[Saved entries]:
__________________________________________________

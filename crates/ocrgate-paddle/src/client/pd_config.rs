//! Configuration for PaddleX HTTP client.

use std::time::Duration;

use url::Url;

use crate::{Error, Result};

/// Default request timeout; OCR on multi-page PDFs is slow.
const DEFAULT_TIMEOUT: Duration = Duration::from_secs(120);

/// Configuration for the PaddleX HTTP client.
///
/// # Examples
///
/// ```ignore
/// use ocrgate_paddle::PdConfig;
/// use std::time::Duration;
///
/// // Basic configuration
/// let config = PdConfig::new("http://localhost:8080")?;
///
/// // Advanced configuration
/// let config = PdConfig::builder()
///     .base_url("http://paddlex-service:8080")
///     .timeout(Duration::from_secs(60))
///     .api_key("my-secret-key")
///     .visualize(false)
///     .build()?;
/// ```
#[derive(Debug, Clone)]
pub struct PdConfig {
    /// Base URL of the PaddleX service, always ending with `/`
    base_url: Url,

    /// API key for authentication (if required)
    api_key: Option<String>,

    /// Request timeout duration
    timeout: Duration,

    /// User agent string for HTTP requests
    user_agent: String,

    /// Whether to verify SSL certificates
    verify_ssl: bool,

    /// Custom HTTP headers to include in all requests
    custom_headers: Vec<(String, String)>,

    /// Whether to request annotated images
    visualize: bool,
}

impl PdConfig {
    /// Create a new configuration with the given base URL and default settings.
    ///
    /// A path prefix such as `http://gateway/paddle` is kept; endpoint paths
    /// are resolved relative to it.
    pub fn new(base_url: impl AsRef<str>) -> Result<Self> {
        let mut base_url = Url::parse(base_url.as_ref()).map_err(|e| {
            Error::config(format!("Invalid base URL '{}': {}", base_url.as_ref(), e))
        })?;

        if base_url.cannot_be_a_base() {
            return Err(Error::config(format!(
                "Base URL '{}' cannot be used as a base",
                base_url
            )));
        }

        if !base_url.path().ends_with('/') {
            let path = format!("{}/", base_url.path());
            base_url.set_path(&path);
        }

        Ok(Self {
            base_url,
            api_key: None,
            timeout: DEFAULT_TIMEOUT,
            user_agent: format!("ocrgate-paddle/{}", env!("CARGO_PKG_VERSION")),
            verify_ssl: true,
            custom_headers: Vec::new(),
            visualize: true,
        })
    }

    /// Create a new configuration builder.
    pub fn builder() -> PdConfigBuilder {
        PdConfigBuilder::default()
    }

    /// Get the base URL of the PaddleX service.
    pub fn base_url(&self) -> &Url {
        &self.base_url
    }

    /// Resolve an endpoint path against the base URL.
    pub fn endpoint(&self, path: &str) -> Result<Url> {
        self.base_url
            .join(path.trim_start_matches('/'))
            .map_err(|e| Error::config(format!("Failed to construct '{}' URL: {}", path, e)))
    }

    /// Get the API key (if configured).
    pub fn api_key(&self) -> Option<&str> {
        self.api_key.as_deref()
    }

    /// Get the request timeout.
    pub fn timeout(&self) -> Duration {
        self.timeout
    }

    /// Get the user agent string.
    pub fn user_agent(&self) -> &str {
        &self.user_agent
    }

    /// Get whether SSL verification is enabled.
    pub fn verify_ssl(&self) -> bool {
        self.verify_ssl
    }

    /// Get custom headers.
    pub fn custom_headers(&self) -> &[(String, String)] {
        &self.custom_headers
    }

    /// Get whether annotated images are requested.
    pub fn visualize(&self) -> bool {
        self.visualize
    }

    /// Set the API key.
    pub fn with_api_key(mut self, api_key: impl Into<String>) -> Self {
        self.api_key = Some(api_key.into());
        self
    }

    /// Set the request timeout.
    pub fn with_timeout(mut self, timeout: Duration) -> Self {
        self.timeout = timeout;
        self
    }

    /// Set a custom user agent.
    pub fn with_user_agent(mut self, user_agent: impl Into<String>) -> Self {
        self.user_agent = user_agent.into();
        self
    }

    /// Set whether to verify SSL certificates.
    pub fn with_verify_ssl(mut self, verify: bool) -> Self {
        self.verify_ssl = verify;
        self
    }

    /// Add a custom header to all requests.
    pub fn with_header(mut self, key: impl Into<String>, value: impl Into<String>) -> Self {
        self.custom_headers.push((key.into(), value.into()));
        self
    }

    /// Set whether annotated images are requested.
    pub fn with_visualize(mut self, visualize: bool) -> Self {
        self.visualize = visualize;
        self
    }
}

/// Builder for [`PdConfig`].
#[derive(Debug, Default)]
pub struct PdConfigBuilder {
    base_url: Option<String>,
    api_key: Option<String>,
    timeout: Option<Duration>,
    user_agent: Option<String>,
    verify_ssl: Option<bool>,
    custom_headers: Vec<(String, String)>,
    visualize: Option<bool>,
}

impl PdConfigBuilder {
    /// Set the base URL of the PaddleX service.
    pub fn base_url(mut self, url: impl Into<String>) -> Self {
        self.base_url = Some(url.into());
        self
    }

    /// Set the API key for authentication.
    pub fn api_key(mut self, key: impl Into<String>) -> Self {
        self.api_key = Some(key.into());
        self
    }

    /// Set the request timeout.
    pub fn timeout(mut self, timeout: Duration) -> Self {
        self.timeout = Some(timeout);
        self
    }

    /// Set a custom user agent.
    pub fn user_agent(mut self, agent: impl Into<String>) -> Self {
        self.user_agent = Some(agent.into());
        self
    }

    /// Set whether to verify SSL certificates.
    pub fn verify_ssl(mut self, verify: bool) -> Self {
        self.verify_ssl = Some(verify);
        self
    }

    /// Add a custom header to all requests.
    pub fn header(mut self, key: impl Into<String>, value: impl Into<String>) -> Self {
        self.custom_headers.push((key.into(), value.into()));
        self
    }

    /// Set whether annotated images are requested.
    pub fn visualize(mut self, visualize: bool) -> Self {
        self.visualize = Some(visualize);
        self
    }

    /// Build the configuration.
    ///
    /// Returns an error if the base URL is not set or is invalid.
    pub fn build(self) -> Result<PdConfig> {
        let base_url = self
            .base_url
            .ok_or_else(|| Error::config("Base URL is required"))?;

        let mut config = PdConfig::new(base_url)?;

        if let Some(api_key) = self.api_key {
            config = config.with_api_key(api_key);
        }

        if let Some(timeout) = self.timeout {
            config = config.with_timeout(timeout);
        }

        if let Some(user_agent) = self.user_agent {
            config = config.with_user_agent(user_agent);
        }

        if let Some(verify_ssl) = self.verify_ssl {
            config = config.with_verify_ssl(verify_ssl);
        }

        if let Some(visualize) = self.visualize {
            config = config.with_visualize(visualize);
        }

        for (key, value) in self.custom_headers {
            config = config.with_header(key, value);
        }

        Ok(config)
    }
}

__________________________________________________

[WORK TO BE COMPLETED]:
Each entry above is to be duplicated exactly, with nothing left out.

[ANSWER SECTION]:
filename crates/ocrgate-paddle/src/client/pd_config.rs
//! Configuration for PaddleX HTTP client.

use std::time::Duration;

use url::Url;

use crate::{Error, Result};

/// Default request timeout; OCR on multi-page PDFs is slow.
const DEFAULT_TIMEOUT: Duration = Duration::from_secs(120);

/// Configuration for the PaddleX HTTP client.
///
/// # Examples
///
/// ```ignore
/// use ocrgate_paddle::PdConfig;
/// use std::time::Duration;
///
/// // Basic configuration
/// let config = PdConfig::new("http://localhost:8080")?;
///
/// // Advanced configuration
/// let config = PdConfig::builder()
///     .base_url("http://paddlex-service:8080")
///     .timeout(Duration::from_secs(60))
///     .api_key("my-secret-key")
///     .visualize(false)
///     .build()?;
/// ```
#[derive(Debug, Clone)]
pub struct PdConfig {
    /// Base URL of the PaddleX service, always ending with `/`
    base_url: Url,

    /// API key for authentication (if required)
    api_key: Option<String>,

    /// Request timeout duration
    timeout: Duration,

    /// User agent string for HTTP requests
    user_agent: String,

    /// Whether to verify SSL certificates
    verify_ssl: bool,

    /// Custom HTTP headers to include in all requests
    custom_headers: Vec<(String, String)>,

    /// Whether to request annotated images
    visualize: bool,
}

impl PdConfig {
    /// Create a new configuration with the given base URL and default settings.
    ///
    /// A path prefix such as `http://gateway/paddle` is kept; endpoint paths
    /// are resolved relative to it.
    pub fn new(base_url: impl AsRef<str>) -> Result<Self> {
        let mut base_url = Url::parse(base_url.as_ref()).map_err(|e| {
            Error::config(format!("Invalid base URL '{}': {}", base_url.as_ref(), e))
        })?;

        if base_url.cannot_be_a_base() {
            return Err(Error::config(format!(
                "Base URL '{}' cannot be used as a base",
                base_url
            )));
        }

        if !base_url.path().ends_with('/') {
            let path = format!("{}/", base_url.path());
            base_url.set_path(&path);
        }

        Ok(Self {
            base_url,
            api_key: None,
            timeout: DEFAULT_TIMEOUT,
            user_agent: format!("ocrgate-paddle/{}", env!("CARGO_PKG_VERSION")),
            verify_ssl: true,
            custom_headers: Vec::new(),
            visualize: true,
        })
    }

    /// Create a new configuration builder.
    pub fn builder() -> PdConfigBuilder {
        PdConfigBuilder::default()
    }

    /// Get the base URL of the PaddleX service.
    pub fn base_url(&self) -> &Url {
        &self.base_url
    }

    /// Resolve an endpoint path against the base URL.
    pub fn endpoint(&self, path: &str) -> Result<Url> {
        self.base_url
            .join(path.trim_start_matches('/'))
            .map_err(|e| Error::config(format!("Failed to construct '{}' URL: {}", path, e)))
    }

    /// Get the API key (if configured).
    pub fn api_key(&self) -> Option<&str> {
        self.api_key.as_deref()
    }

    /// Get the request timeout.
    pub fn timeout(&self) -> Duration {
        self.timeout
    }

    /// Get the user agent string.
    pub fn user_agent(&self) -> &str {
        &self.user_agent
    }

    /// Get whether SSL verification is enabled.
    pub fn verify_ssl(&self) -> bool {
        self.verify_ssl
    }

    /// Get custom headers.
    pub fn custom_headers(&self) -> &[(String, String)] {
        &self.custom_headers
    }

    /// Get whether annotated images are requested.
    pub fn visualize(&self) -> bool {
        self.visualize
    }

    /// Set the API key.
    pub fn with_api_key(mut self, api_key: impl Into<String>) -> Self {
        self.api_key = Some(api_key.into());
        self
    }

    /// Set the request timeout.
    pub fn with_timeout(mut self, timeout: Duration) -> Self {
        self.timeout = timeout;
        self
    }

    /// Set a custom user agent.
    pub fn with_user_agent(mut self, user_agent: impl Into<String>) -> Self {
        self.user_agent = user_agent.into();
        self
    }

    /// Set whether to verify SSL certificates.
    pub fn with_verify_ssl(mut self, verify: bool) -> Self {
        self.verify_ssl = verify;
        self
    }

    /// Add a custom header to all requests.
    pub fn with_header(mut self, key: impl Into<String>, value: impl Into<String>) -> Self {
        self.custom_headers.push((key.into(), value.into()));
        self
    }

    /// Set whether annotated images are requested.
    pub fn with_visualize(mut self, visualize: bool) -> Self {
        self.visualize = visualize;
        self
    }
}

/// Builder for [`PdConfig`].
#[derive(Debug, Default)]
pub struct PdConfigBuilder {
    base_url: Option<String>,
    api_key: Option<String>,
    timeout: Option<Duration>,
    user_agent: Option<String>,
    verify_ssl: Option<bool>,
    custom_headers: Vec<(String, String)>,
    visualize: Option<bool>,
}

impl PdConfigBuilder {
    /// Set the base URL of the PaddleX service.
    pub fn base_url(mut self, url: impl Into<String>) -> Self {
        self.base_url = Some(url.into());
        self
    }

    /// Set the API key for authentication.
    pub fn api_key(mut self, key: impl Into<String>) -> Self {
        self.api_key = Some(key.into());
        self
    }

    /// Set the request timeout.
    pub fn timeout(mut self, timeout: Duration) -> Self {
        self.timeout = Some(timeout);
        self
    }

    /// Set a custom user agent.
    pub fn user_agent(mut self, agent: impl Into<String>) -> Self {
        self.user_agent = Some(agent.into());
        self
    }

    /// Set whether to verify SSL certificates.
    pub fn verify_ssl(mut self, verify: bool) -> Self {
        self.verify_ssl = Some(verify);
        self
    }

    /// Add a custom header to all requests.
    pub fn header(mut self, key: impl Into<String>, value: impl Into<String>) -> Self {
        self.custom_headers.push((key.into(), value.into()));
        self
    }

    /// Set whether annotated images are requested.
    pub fn visualize(mut self, visualize: bool) -> Self {
        self.visualize = Some(visualize);
        self
    }

    /// Build the configuration.
    ///
    /// Returns an error if the base URL is not set or is invalid.
    pub fn build(self) -> Result<PdConfig> {
        let base_url = self
            .base_url
            .ok_or_else(|| Error::config("Base URL is required"))?;

        let mut config = PdConfig::new(base_url)?;

        if let Some(api_key) = self.api_key {
            config = config.with_api_key(api_key);
        }

        if let Some(timeout) = self.timeout {
            config = config.with_timeout(timeout);
        }

        if let Some(user_agent) = self.user_agent {
            config = config.with_user_agent(user_agent);
        }

        if let Some(verify_ssl) = self.verify_ssl {
            config = config.with_verify_ssl(verify_ssl);
        }

        if let Some(visualize) = self.visualize {
            config = config.with_visualize(visualize);
        }

        for (key, value) in self.custom_headers {
            config = config.with_header(key, value);
        }

        Ok(config)
    }
}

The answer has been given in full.